[Stored items]
[Start of section]
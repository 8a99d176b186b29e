//! Local best-score table
//!
//! Persisted to LocalStorage, tracks the top 10 runs.

use serde::{Deserialize, Serialize};

/// Maximum number of entries to keep
pub const MAX_ENTRIES: usize = 10;

/// A single finished run
#[derive(Debug, Clone, Serialize, Deserialize)]
pub struct ScoreEntry {
    pub score: u32,
    /// Level reached before the run ended
    pub level: u32,
    /// Unix timestamp (ms) when achieved
    pub timestamp: f64,
}

/// Best-score table, sorted descending by score
#[derive(Debug, Clone, Serialize, Deserialize, Default)]
pub struct ScoreBoard {
    pub entries: Vec<ScoreEntry>,
}

impl ScoreBoard {
    /// LocalStorage key (used only in wasm32)
    #[allow(dead_code)]
    const STORAGE_KEY: &'static str = "facenoid_scores";

    pub fn new() -> Self {
        Self {
            entries: Vec::new(),
        }
    }

    /// Whether a run would make the table
    pub fn qualifies(&self, score: u32) -> bool {
        if score == 0 {
            return false;
        }
        if self.entries.len() < MAX_ENTRIES {
            return true;
        }
        self.entries.last().map(|e| score > e.score).unwrap_or(true)
    }

    /// Record a finished run if it qualifies.
    /// Returns the rank achieved (1-indexed) or `None`.
    pub fn add_score(&mut self, score: u32, level: u32, timestamp: f64) -> Option<usize> {
        if !self.qualifies(score) {
            return None;
        }

        let entry = ScoreEntry {
            score,
            level,
            timestamp,
        };

        let pos = self.entries.iter().position(|e| score > e.score);
        let rank = match pos {
            Some(i) => {
                self.entries.insert(i, entry);
                i + 1
            }
            None => {
                self.entries.push(entry);
                self.entries.len()
            }
        };

        self.entries.truncate(MAX_ENTRIES);
        Some(rank)
    }

    /// Best score so far, if any
    pub fn top_score(&self) -> Option<u32> {
        self.entries.first().map(|e| e.score)
    }

    /// Load the table from LocalStorage (WASM only)
    #[cfg(target_arch = "wasm32")]
    pub fn load() -> Self {
        let storage = web_sys::window()
            .and_then(|w| w.local_storage().ok())
            .flatten();

        if let Some(storage) = storage {
            if let Ok(Some(json)) = storage.get_item(Self::STORAGE_KEY) {
                if let Ok(scores) = serde_json::from_str::<ScoreBoard>(&json) {
                    log::info!("Loaded {} saved scores", scores.entries.len());
                    return scores;
                }
            }
        }

        log::info!("No saved scores, starting fresh");
        Self::new()
    }

    /// Save the table to LocalStorage (WASM only)
    #[cfg(target_arch = "wasm32")]
    pub fn save(&self) {
        let storage = web_sys::window()
            .and_then(|w| w.local_storage().ok())
            .flatten();

        if let Some(storage) = storage {
            if let Ok(json) = serde_json::to_string(self) {
                let _ = storage.set_item(Self::STORAGE_KEY, &json);
                log::info!("Scores saved ({} entries)", self.entries.len());
            }
        }
    }

    /// Native stubs
    #[cfg(not(target_arch = "wasm32"))]
    pub fn load() -> Self {
        Self::new()
    }

    #[cfg(not(target_arch = "wasm32"))]
    pub fn save(&self) {
        // No-op for native
    }
}
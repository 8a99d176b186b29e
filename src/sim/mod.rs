//! Deterministic simulation module
//!
//! All gameplay logic lives here. This module must be pure and deterministic:
//! - Time advances only by the `dt` passed in (milliseconds)
//! - Stable iteration order (bricks in layout order)
//! - No rendering or platform dependencies

pub mod collide;
pub mod geom;
pub mod kinematics;
pub mod paddle;
pub mod state;
pub mod tick;

pub use collide::{Cue, Outcome, Resolution, SideEffect, resolve};
pub use geom::{Intercept, Rect, Side, ball_intercept, segment_intersect};
pub use kinematics::{Motion, accelerate};
pub use paddle::{Paddle, Tween};
pub use state::{Ball, Brick, GameModel, GamePhase, GameState, PlayerGame};
pub use tick::{TickInput, apply_resolution, tick, tick_pre};
//! Canvas-2D rendering
//!
//! Draws the plain sim model each frame; holds no game state of its own.

pub mod canvas;

pub use canvas::CanvasPainter;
[End of section]
WORK REQUEST —
Gather each line in the entries above where the string "derive" is found.

SOLUTION TO THIS TASK —
#[derive(Debug, Clone, Serialize, Deserialize)]
#[derive(Debug, Clone, Serialize, Deserialize, Default)]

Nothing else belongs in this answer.